Task brief: Below are records; how many of their lines contain "mallory"? Reply with the number and no other words.

Information:
···
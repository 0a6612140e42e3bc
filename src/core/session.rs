// author: kodeholic (powered by Claude)
// Session - 매칭된 두 유저의 협업 세션 상태 머신
//
// 참가자 상태 전이:
//   waiting ──ready──▶ ready ──leave──▶ left ──ready──▶ ready (재입장)
//      └──────────────────end──────────────────▶ end (세션 종료)
//
// all_ready(): waiting 상태 참가자가 하나도 없으면 true
// 종료 조건: 누군가 end 호출 (ended_by_user) 또는 두 명 모두 left (all_left)
// 종료된 세션은 다시 열리지 않는다.

use serde::Serialize;
use std::collections::HashMap;
use std::sync::RwLock;
use tracing::{info, trace};

use crate::core::status::Difficulty;
use crate::error::{MatchError, MatchResult};
use crate::utils::current_timestamp;

#[derive(Debug, Clone, Copy, PartialEq, Eq, Serialize)]
#[serde(rename_all = "lowercase")]
pub enum ParticipantState {
    Waiting,
    Ready,
    Left,
    End,
}

impl ParticipantState {
    pub fn as_str(&self) -> &'static str {
        match self {
            ParticipantState::Waiting => "waiting",
            ParticipantState::Ready   => "ready",
            ParticipantState::Left    => "left",
            ParticipantState::End     => "end",
        }
    }
}

#[derive(Debug, Clone, Copy, PartialEq, Eq, Serialize)]
#[serde(rename_all = "snake_case")]
pub enum TerminationReason {
    EndedByUser,
    AllLeft,
}

impl TerminationReason {
    pub fn as_str(&self) -> &'static str {
        match self {
            TerminationReason::EndedByUser => "ended_by_user",
            TerminationReason::AllLeft     => "all_left",
        }
    }
}

#[derive(Debug, Clone, Serialize)]
#[serde(rename_all = "camelCase")]
pub struct SessionParticipant {
    pub user_id:    String,
    pub state:      ParticipantState,
    pub updated_at: u64,
}

#[derive(Debug, Clone, Serialize)]
#[serde(rename_all = "camelCase")]
pub struct Session {
    pub id:                 String,
    pub matching_id:        String,
    pub question_id:        String,
    pub difficulty:         Difficulty,
    pub topic:              String,
    pub participants:       Vec<SessionParticipant>,
    pub created_at:         u64,
    /// all_ready 가 처음 true 가 된 시각
    pub started_at:         Option<u64>,
    pub ended_at:           Option<u64>,
    pub termination_reason: Option<TerminationReason>,
    pub ended_by:           Option<String>,
}

impl Session {
    pub fn new(
        matching_id: &str,
        question_id: &str,
        difficulty:  Difficulty,
        topic:       &str,
        users:       [&str; 2],
    ) -> Self {
        let now = current_timestamp();
        Self {
            id:           uuid::Uuid::new_v4().to_string(),
            matching_id:  matching_id.to_string(),
            question_id:  question_id.to_string(),
            difficulty,
            topic:        topic.to_string(),
            participants: users.iter()
                .map(|u| SessionParticipant {
                    user_id:    u.to_string(),
                    state:      ParticipantState::Waiting,
                    updated_at: now,
                })
                .collect(),
            created_at:         now,
            started_at:         None,
            ended_at:           None,
            termination_reason: None,
            ended_by:           None,
        }
    }

    pub fn participant_ids(&self) -> Vec<String> {
        self.participants.iter().map(|p| p.user_id.clone()).collect()
    }

    pub fn participant(&self, user_id: &str) -> Option<&SessionParticipant> {
        self.participants.iter().find(|p| p.user_id == user_id)
    }

    pub fn has_participant(&self, user_id: &str) -> bool {
        self.participant(user_id).is_some()
    }

    pub fn all_ready(&self) -> bool {
        self.participants.iter().all(|p| p.state != ParticipantState::Waiting)
    }

    pub fn is_ended(&self) -> bool {
        self.ended_at.is_some()
    }

    fn participant_mut(&mut self, user_id: &str) -> MatchResult<&mut SessionParticipant> {
        let session_id = self.id.clone();
        self.participants.iter_mut()
            .find(|p| p.user_id == user_id)
            .ok_or_else(|| MatchError::NotParticipant { session_id, user_id: user_id.to_string() })
    }

    fn ensure_open(&self) -> MatchResult<()> {
        if self.is_ended() {
            return Err(MatchError::SessionEnded(self.id.clone()));
        }
        Ok(())
    }

    /// 참가자 입장. all_ready 가 이번 호출로 처음 true 가 됐으면 true 반환
    pub fn ready_user(&mut self, user_id: &str) -> MatchResult<bool> {
        self.ensure_open()?;
        let was_ready = self.all_ready();
        let now = current_timestamp();

        let p = self.participant_mut(user_id)?;
        if p.state != ParticipantState::Ready {
            p.state = ParticipantState::Ready;
            p.updated_at = now;
        }

        let started = !was_ready && self.all_ready() && self.started_at.is_none();
        if started {
            self.started_at = Some(now);
        }
        Ok(started)
    }

    /// 참가자 이탈. 두 명 모두 left 가 되어 세션이 종료됐으면 true 반환
    pub fn leave_user(&mut self, user_id: &str) -> MatchResult<bool> {
        self.ensure_open()?;
        let now = current_timestamp();

        let p = self.participant_mut(user_id)?;
        if p.state == ParticipantState::Left {
            return Ok(false);
        }
        p.state = ParticipantState::Left;
        p.updated_at = now;

        if self.participants.iter().all(|p| p.state == ParticipantState::Left) {
            self.terminate(TerminationReason::AllLeft, None, now);
            return Ok(true);
        }
        Ok(false)
    }

    /// 명시적 종료. 이미 종료된 세션이면 false (no-op)
    pub fn end(&mut self, user_id: &str) -> MatchResult<bool> {
        if !self.has_participant(user_id) {
            return Err(MatchError::NotParticipant {
                session_id: self.id.clone(),
                user_id:    user_id.to_string(),
            });
        }
        if self.is_ended() {
            return Ok(false);
        }
        let now = current_timestamp();
        let p = self.participant_mut(user_id)?;
        p.state = ParticipantState::End;
        p.updated_at = now;
        self.terminate(TerminationReason::EndedByUser, Some(user_id), now);
        Ok(true)
    }

    fn terminate(&mut self, reason: TerminationReason, by: Option<&str>, now: u64) {
        self.ended_at = Some(now);
        self.termination_reason = Some(reason);
        self.ended_by = by.map(str::to_string);
    }
}

// ----------------------------------------------------------------------------
// [SessionHub] 세션 저장소 + 인덱스 (session id / matchingId / 참가자)
// ----------------------------------------------------------------------------

#[derive(Default)]
struct SessionIndex {
    sessions: HashMap<String, Session>,
    by_match: HashMap<String, String>,
    /// 참가자 → 가장 최근 세션 id
    by_user:  HashMap<String, String>,
}

pub struct SessionHub {
    inner: RwLock<SessionIndex>,
}

impl SessionHub {
    pub fn new() -> Self {
        trace!("Initializing SessionHub");
        Self { inner: RwLock::new(SessionIndex::default()) }
    }

    /// matchingId 당 1개만 생성. 이미 있으면 기존 세션과 false 반환
    pub fn create(&self, session: Session) -> (Session, bool) {
        let mut idx = self.inner.write().unwrap();

        if let Some(existing) = idx.by_match.get(&session.matching_id)
            .and_then(|sid| idx.sessions.get(sid))
        {
            return (existing.clone(), false);
        }

        for uid in session.participant_ids() {
            idx.by_user.insert(uid, session.id.clone());
        }
        idx.by_match.insert(session.matching_id.clone(), session.id.clone());
        idx.sessions.insert(session.id.clone(), session.clone());

        info!("[session] created id={} match={}", session.id, session.matching_id);
        (session, true)
    }

    pub fn get(&self, session_id: &str) -> Option<Session> {
        self.inner.read().unwrap().sessions.get(session_id).cloned()
    }

    pub fn by_matching_id(&self, matching_id: &str) -> Option<Session> {
        let idx = self.inner.read().unwrap();
        idx.by_match.get(matching_id).and_then(|sid| idx.sessions.get(sid)).cloned()
    }

    pub fn by_user(&self, user_id: &str) -> Option<Session> {
        let idx = self.inner.read().unwrap();
        idx.by_user.get(user_id).and_then(|sid| idx.sessions.get(sid)).cloned()
    }

    /// 세션 하나를 락 안에서 변경하고 변경 후 사본을 함께 반환
    pub fn update<R>(
        &self,
        session_id: &str,
        f: impl FnOnce(&mut Session) -> MatchResult<R>,
    ) -> MatchResult<(R, Session)> {
        let mut idx = self.inner.write().unwrap();
        let session = idx.sessions.get_mut(session_id)
            .ok_or_else(|| MatchError::SessionNotFound(session_id.to_string()))?;
        let r = f(session)?;
        Ok((r, session.clone()))
    }

    pub fn all(&self) -> Vec<Session> {
        let mut list: Vec<Session> = self.inner.read().unwrap().sessions.values().cloned().collect();
        list.sort_by_key(|s| s.created_at);
        list
    }

    pub fn count(&self) -> usize {
        self.inner.read().unwrap().sessions.len()
    }

    pub fn count_active(&self) -> usize {
        self.inner.read().unwrap().sessions.values().filter(|s| !s.is_ended()).count()
    }
}

impl Default for SessionHub {
    fn default() -> Self {
        Self::new()
    }
}

#[cfg(test)]
mod tests {
    use super::*;

    fn session() -> Session {
        Session::new("m-1", "q-1", Difficulty::Easy, "DP", ["alice", "bob"])
    }

    #[test]
    fn all_ready_only_after_both_ready() {
        let mut s = session();
        assert!(!s.all_ready());
        assert!(!s.ready_user("alice").unwrap());
        assert!(!s.all_ready());
        assert!(s.ready_user("bob").unwrap());
        assert!(s.all_ready());
        assert!(s.started_at.is_some());
    }

    #[test]
    fn all_ready_stays_true_after_leave() {
        let mut s = session();
        s.ready_user("alice").unwrap();
        s.ready_user("bob").unwrap();
        assert!(!s.leave_user("alice").unwrap());
        assert!(s.all_ready());
        // 재입장은 시작 이벤트를 다시 만들지 않는다
        assert!(!s.ready_user("alice").unwrap());
    }

    #[test]
    fn both_left_terminates_with_all_left() {
        let mut s = session();
        s.leave_user("alice").unwrap();
        assert!(!s.is_ended());
        assert!(s.leave_user("bob").unwrap());
        assert_eq!(s.termination_reason, Some(TerminationReason::AllLeft));
        assert!(matches!(s.ready_user("alice"), Err(MatchError::SessionEnded(_))));
    }

    #[test]
    fn end_terminates_once() {
        let mut s = session();
        assert!(s.end("bob").unwrap());
        assert_eq!(s.termination_reason, Some(TerminationReason::EndedByUser));
        assert_eq!(s.ended_by.as_deref(), Some("bob"));
        assert_eq!(s.participant("bob").unwrap().state, ParticipantState::End);
        assert!(!s.end("alice").unwrap());
        assert_eq!(s.ended_by.as_deref(), Some("bob"));
    }

    #[test]
    fn stranger_is_rejected() {
        let mut s = session();
        assert!(matches!(s.ready_user("mallory"), Err(MatchError::NotParticipant { .. })));
        assert!(matches!(s.end("mallory"), Err(MatchError::NotParticipant { .. })));
    }

    #[test]
    fn hub_create_is_idempotent_per_matching_id() {
        let hub = SessionHub::new();
        let (first, created) = hub.create(session());
        assert!(created);
        let (second, created) = hub.create(session());
        assert!(!created);
        assert_eq!(first.id, second.id);
        assert_eq!(hub.count(), 1);
        assert_eq!(hub.by_user("bob").unwrap().id, first.id);
        assert_eq!(hub.by_matching_id("m-1").unwrap().id, first.id);
    }

    #[test]
    fn hub_update_applies_in_place() {
        let hub = SessionHub::new();
        let (s, _) = hub.create(session());
        let (started, after) = hub.update(&s.id, |s| s.ready_user("alice")).unwrap();
        assert!(!started);
        assert_eq!(after.participant("alice").unwrap().state, ParticipantState::Ready);
        assert!(matches!(hub.update("nope", |s| s.end("alice")), Err(MatchError::SessionNotFound(_))));
        assert_eq!(hub.count_active(), 1);
    }
}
···
Your response: 2